Why Do I Need A Softener?
Even if your water is safe to drink, there are all kinds of reasons to make sure you have soft water. From pipes to dishes to laundry to your bath or shower, soft water makes a huge -- and often cost-saving -- difference.

Most water contains more than water.

Almost all of the water found in the U.S. is hard water. Hard water is water that is contaminated with dissolved minerals – like calcium, magnesium, sulfur, iron, lead and limestone – that can have a negative impact on you, your household and your pocketbook. Depending on where you live, contaminants from sewage, industrial waste and agricultural run-off can also seep into your water supply.

Hard water produces scale.

If there are stains or buildup on your sinks and bathtubs … if you have to use large amounts of soap to clean dishes or wash your hair … or if your water tastes or smells odd, you probably have hard water. If left untreated, the minerals in hard water will cause yellow stains on plumbing fixtures and be deposited as scale, eventually clogging plumbing and shortening the life of appliances like washing machines, water heaters and dishwashers. Scale deposits not only cut down on the efficiency of these appliances, they cost you money, increasing both energy and maintenance bills.

Water softeners eliminate the effects of hard water.

They “soften” the water by removing the calcium and magnesium found there, extending the useful life of water heaters, washing machines, dishwashers, coffeemakers, humidifiers and household plumbing systems by as much as 30%.

Soft water makes a difference you can feel and see, all over the house.

In the Bathroom: Your soap and shampoo will lather better. Your hair and skin will feel noticeably cleaner, softer, and not as dry. And there will be no soap scum or mineral deposits to clean off sinks, showers, tubs and toilets.

In the Laundry: Clothes will be softer, cleaner, whiter and brighter. Plus they will last longer. Using soft water and pure soap products increases the life of clothing, towels and linens up to 33%. Without hard water service issues, washing machines last longer, too.

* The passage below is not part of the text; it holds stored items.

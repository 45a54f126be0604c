//! Per-block checksums used by CHD map entries.
//!
//! V3/V4 maps carry a CRC-32 (IEEE, reflected), V5 maps a CRC-16
//! (CCITT, polynomial 0x1021, initial value 0xFFFF, not reflected).

/// CRC-16/CCITT-FALSE lookup table, one entry per leading byte.
const CCITT_TABLE: [u16; 256] = {
    let mut table = [0u16; 256];
    let mut byte = 0;
    while byte < 256 {
        let mut rem = (byte as u16) << 8;
        let mut bit = 0;
        while bit < 8 {
            rem = if rem & 0x8000 != 0 { (rem << 1) ^ 0x1021 } else { rem << 1 };
            bit += 1;
        }
        table[byte] = rem;
        byte += 1;
    }
    table
};

/// CRC-32 of a V3/V4 block.
pub fn crc32(data: &[u8]) -> u32 {
    crc32fast::hash(data)
}

/// CRC-16 of a V5 block.
pub fn crc16(data: &[u8]) -> u16 {
    data.iter().fold(0xFFFF_u16, |crc, &byte| {
        (crc << 8) ^ CCITT_TABLE[usize::from((crc >> 8) as u8 ^ byte)]
    })
}

#[cfg(test)]
mod tests {
    use super::*;

    #[test]
    fn test_crc32_check_value() {
        assert_eq!(crc32(b""), 0);
        assert_eq!(crc32(b"123456789"), 0xCBF4_3926);
    }

    #[test]
    fn test_crc16_check_value() {
        assert_eq!(crc16(b""), 0xFFFF);
        assert_eq!(crc16(b"123456789"), 0x29B1);
    }

    #[test]
    fn test_crc16_matches_bitwise() {
        let data: Vec<u8> = (0..=255u8).rev().collect();
        let mut crc = 0xFFFFu16;
        for &byte in &data {
            crc ^= u16::from(byte) << 8;
            for _ in 0..8 {
                crc = if crc & 0x8000 != 0 { (crc << 1) ^ 0x1021 } else { crc << 1 };
            }
        }
        assert_eq!(crc16(&data), crc);
    }
}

In the Kitchen: Dishes will clean up more easily, and be spot free, without the gray film glasses get when etched by mineral-laden water. Plus hands will feel softer and look better.

Throughout the House: Water-using appliances will last longer and run better. Why? Because hot water heaters, washing machines and dishwashers used with hard water can wear out 30% faster.

Soft water can save you thousands of dollars.

Over time, soft water savings can really add up. For instance, conditioned water not only delivers greater washing power, it reduces the amount of soap you need to use by up to 70%. Soft water can reduce the bill for cleaning products in general by up to 65%. It can also eliminate extra rinse cycles and hot water. A related advantage is that using less detergent, household cleaners and chemicals is better for the environment.

How Does A Water Softener Work?

Softening water is a 4-step process.

  1. The body of a water softener is a tank filled with resin beads. These beads are covered with sodium ions. As hard water passes through, the resin beads act like a magnet, attracting the calcium and magnesium ions (hardness) in exchange for the sodium ions.
  2. Eventually the resin beads become saturated with mineral ions and have to be “re-charged.” This process is called regeneration, and is conducted by the control valve on the top of the tank. The control valve is the brain of the system.
  3. During regeneration, a strong brine solution is flushed through the resin tank, bathing the resin beads in a stream of sodium ions which replace the accumulated calcium and magnesium ions (hardness).
  4. The brine solution, carrying the displaced calcium and magnesium ions, is then flushed down the drain by fresh water. The regenerated resin beads can be used again and again.

How Does A Water Softener Work

Graphic 1 Water Cycle

Water can be considered a universal solvent. As it passes from liquid to vapor and back again to liquid in its natural cycle, it has a tendency to dissolve everything it touches.

In the air, water vapor can mix with sulfur from smokestacks, forming an acid which will eventually fall back to earth as rain, sleet, hail or snow.

As water passes through the surface of the earth to the water tables below, it dissolves minerals and other substances it may encounter, including PCBs, bacteria, fertilizers and insecticides.

Even after reaching a home, water can continue to dissolve such things as lead from the solder in plumbing pipes.

Pipe Buildup

Hard water produces a scaly buildup which can clog pipes and appliances.

Hard Water Sink Stains

Hard water can cause yellowish stains on toilets, bathroom fixtures and clothing making them much harder to clean. Hard water can also cause skin irritation.


A water softener in your home will make you feel better bathing, improve the taste of water, and allow soaps and detergents to clean better.


With softened water, soaps lather better and clean more completely.  Water spotting completely stops, too.